New Zealand's Law Commission was established in 1986 by the Law Commission Act 1985. The Commission is an independent Crown entity as defined in the Crown Entities Act 2004.

The main objective of the Law Commission, as declared in its founding legislation, is to monitor and critically analyse the laws of New Zealand with a view to identifying—and proposing solutions to—their possible shortcomings. The Law Commission reviews, reforms and develops New Zealand law. It then makes recommendations to Government to improve the law. It also advises its Responsible Minister and government agencies on how to make the law more accessible and easier to understand.

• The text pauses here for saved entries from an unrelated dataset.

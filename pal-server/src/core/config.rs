//! 服务器配置
//!
//! 持久化为一个 JSON 对象，分 `app` / `printing` / `airprint` / `ui` /
//! `security` 五个部分。未知嵌套键通过深合并保留，写入是原子的
//! (先写临时文件再 rename)，权限 0o640。
//!
//! # 环境变量
//!
//! | 环境变量 | 默认值 | 说明 |
//! |----------|--------|------|
//! | PRINTERPAL_CONFIG | /etc/printerpal/config.json | 配置文件路径 |
//! | PRINTERPAL_UPLOAD_DIR | /var/lib/printerpal/uploads | 上传目录 |
//! | PRINTERPAL_CACHE_DIR | /var/lib/printerpal/cache | 缓存目录 |

use std::fs;
use std::path::{Path, PathBuf};

use pal_printer::{PalError, PalResult, RenderMode};
use serde::{Deserialize, Serialize};
use serde_json::{Map, Value};

pub fn config_path() -> PathBuf {
    std::env::var("PRINTERPAL_CONFIG")
        .unwrap_or_else(|_| "/etc/printerpal/config.json".into())
        .into()
}

pub fn upload_dir() -> PathBuf {
    std::env::var("PRINTERPAL_UPLOAD_DIR")
        .unwrap_or_else(|_| "/var/lib/printerpal/uploads".into())
        .into()
}

pub fn cache_dir() -> PathBuf {
    std::env::var("PRINTERPAL_CACHE_DIR")
        .unwrap_or_else(|_| "/var/lib/printerpal/cache".into())
        .into()
}

/// HTTP 与上传限制
#[derive(Debug, Clone, PartialEq, Serialize, Deserialize)]
pub struct AppSection {
    pub host: String,
    pub port: u64,
    pub secret_key: String,
    pub max_upload_mb: u64,
    #[serde(flatten)]
    pub extra: Map<String, Value>,
}

/// 打印默认值与处理上限
#[derive(Debug, Clone, PartialEq, Serialize, Deserialize)]
pub struct PrintingSection {
    pub default_printer: String,
    pub preview_dpi: u64,
    pub print_dpi: u64,
    pub max_pdf_pages_process: u64,
    pub default_copies: u64,
    pub default_mode: RenderMode,
    pub bw_threshold: u64,
    #[serde(flatten)]
    pub extra: Map<String, Value>,
}

#[derive(Debug, Clone, PartialEq, Serialize, Deserialize)]
pub struct AirprintSection {
    pub auto_enable: bool,
    #[serde(flatten)]
    pub extra: Map<String, Value>,
}

#[derive(Debug, Clone, PartialEq, Serialize, Deserialize)]
pub struct UiSection {
    pub default_dark_mode: bool,
    pub default_eink_mode: bool,
    #[serde(flatten)]
    pub extra: Map<String, Value>,
}

#[derive(Debug, Clone, PartialEq, Serialize, Deserialize)]
pub struct SecuritySection {
    pub require_token: bool,
    pub token: String,
    #[serde(flatten)]
    pub extra: Map<String, Value>,
}

/// 完整配置对象
///
/// 整体替换，绝不就地修改：读取方拿到的是一个完整的快照。
#[derive(Debug, Clone, PartialEq, Serialize, Deserialize)]
pub struct AppConfig {
    pub app: AppSection,
    pub printing: PrintingSection,
    pub airprint: AirprintSection,
    pub ui: UiSection,
    pub security: SecuritySection,
    #[serde(flatten)]
    pub extra: Map<String, Value>,
}

fn generate_secret_key() -> String {
    // 64 hex chars from OS randomness; only used to satisfy the length
    // contract, no cookies are signed here.
    format!(
        "{}{}",
        uuid::Uuid::new_v4().simple(),
        uuid::Uuid::new_v4().simple()
    )
}

impl Default for AppConfig {
    fn default() -> Self {
        Self {
            app: AppSection {
                host: "0.0.0.0".into(),
                port: 80,
                secret_key: generate_secret_key(),
                max_upload_mb: 25,
                extra: Map::new(),
            },
            printing: PrintingSection {
                default_printer: String::new(),
                preview_dpi: 150,
                print_dpi: 200,
                max_pdf_pages_process: 30,
                default_copies: 1,
                default_mode: RenderMode::Grayscale,
                bw_threshold: 180,
                extra: Map::new(),
            },
            airprint: AirprintSection {
                auto_enable: true,
                extra: Map::new(),
            },
            ui: UiSection {
                default_dark_mode: false,
                default_eink_mode: false,
                extra: Map::new(),
            },
            security: SecuritySection {
                require_token: false,
                token: String::new(),
                extra: Map::new(),
            },
            extra: Map::new(),
        }
    }
}

fn check_range(name: &str, value: u64, min: u64, max: u64) -> PalResult<()> {
    if !(min..=max).contains(&value) {
        return Err(PalError::Config(format!(
            "{name} must be between {min} and {max}"
        )));
    }
    Ok(())
}

impl AppConfig {
    /// 校验所有区间约束
    pub fn validate(&self) -> PalResult<()> {
        check_range("app.port", self.app.port, 1, 65535)?;
        check_range("app.max_upload_mb", self.app.max_upload_mb, 1, 500)?;
        if self.app.secret_key.len() < 16 {
            return Err(PalError::Config(
                "app.secret_key must be at least 16 characters".into(),
            ));
        }
        check_range("printing.preview_dpi", self.printing.preview_dpi, 72, 600)?;
        check_range("printing.print_dpi", self.printing.print_dpi, 72, 1200)?;
        check_range(
            "printing.max_pdf_pages_process",
            self.printing.max_pdf_pages_process,
            1,
            500,
        )?;
        check_range("printing.default_copies", self.printing.default_copies, 1, 99)?;
        check_range("printing.bw_threshold", self.printing.bw_threshold, 1, 254)?;
        Ok(())
    }

    pub fn max_upload_bytes(&self) -> usize {
        (self.app.max_upload_mb as usize) * 1024 * 1024
    }
}

/// 深合并：嵌套对象递归合并，其余整值覆盖
fn deep_merge(dst: &mut Value, src: &Value) {
    match (dst, src) {
        (Value::Object(dst_map), Value::Object(src_map)) => {
            for (key, src_val) in src_map {
                match dst_map.get_mut(key) {
                    Some(dst_val) if dst_val.is_object() && src_val.is_object() => {
                        deep_merge(dst_val, src_val);
                    }
                    _ => {
                        dst_map.insert(key.clone(), src_val.clone());
                    }
                }
            }
        }
        (dst, src) => *dst = src.clone(),
    }
}

/// Merge raw JSON over defaults, deserialize and range-check.
///
/// `validate(serialize(validate(x))) == validate(x)` holds: unknown nested
/// keys survive through the flattened extras.
pub fn validate_config(raw: &Value) -> PalResult<AppConfig> {
    if !raw.is_object() {
        return Err(PalError::Config("Config file must be a JSON object".into()));
    }
    let mut merged = serde_json::to_value(AppConfig::default())
        .map_err(|e| PalError::Config(format!("Default config serialization failed: {e}")))?;
    deep_merge(&mut merged, raw);

    let config: AppConfig = serde_json::from_value(merged)
        .map_err(|e| PalError::Config(format!("Invalid config: {e}")))?;
    config.validate()?;
    Ok(config)
}

/// 配置存储：加载、校验、原子保存
#[derive(Debug, Clone)]
pub struct ConfigStore {
    path: PathBuf,
}

impl ConfigStore {
    pub fn new(path: impl Into<PathBuf>) -> Self {
        Self { path: path.into() }
    }

    pub fn from_env() -> Self {
        Self::new(config_path())
    }

    pub fn path(&self) -> &Path {
        &self.path
    }

    /// 加载并校验；文件缺失时写出默认配置
    pub fn load(&self) -> PalResult<AppConfig> {
        if !self.path.exists() {
            let config = validate_config(&Value::Object(Map::new()))?;
            self.write_atomic(&config)?;
            return Ok(config);
        }
        let content = fs::read_to_string(&self.path)?;
        let raw: Value = serde_json::from_str(&content)
            .map_err(|e| PalError::Config(format!("Config file is not valid JSON: {e}")))?;
        validate_config(&raw)
    }

    /// 校验后原子保存，返回规范化后的配置
    pub fn save(&self, raw: &Value) -> PalResult<AppConfig> {
        let config = validate_config(raw)?;
        self.write_atomic(&config)?;
        Ok(config)
    }

    fn write_atomic(&self, config: &AppConfig) -> PalResult<()> {
        let parent = self.path.parent().unwrap_or_else(|| Path::new("."));
        fs::create_dir_all(parent)?;

        let mut json = serde_json::to_string_pretty(config)
            .map_err(|e| PalError::Config(format!("Config serialization failed: {e}")))?;
        json.push('\n');

        // Sibling temp file, then rename over the target.
        let tmp = tempfile::NamedTempFile::new_in(parent)?;
        fs::write(tmp.path(), json.as_bytes())?;
        #[cfg(unix)]
        {
            use std::os::unix::fs::PermissionsExt;
            fs::set_permissions(tmp.path(), fs::Permissions::from_mode(0o640))?;
        }
        tmp.persist(&self.path).map_err(|e| PalError::Io(e.error))?;
        Ok(())
    }
}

The Commission has a commitment to consult the public on areas of law that it reviews. It promotes discussion and consultation by publishing Issues Papers. It invites submissions from the public before it makes recommendations to the Responsible Minister. It publishes these recommendations in a report to Parliament. The Minister tables the report and the government then decides whether and how it will amend the law.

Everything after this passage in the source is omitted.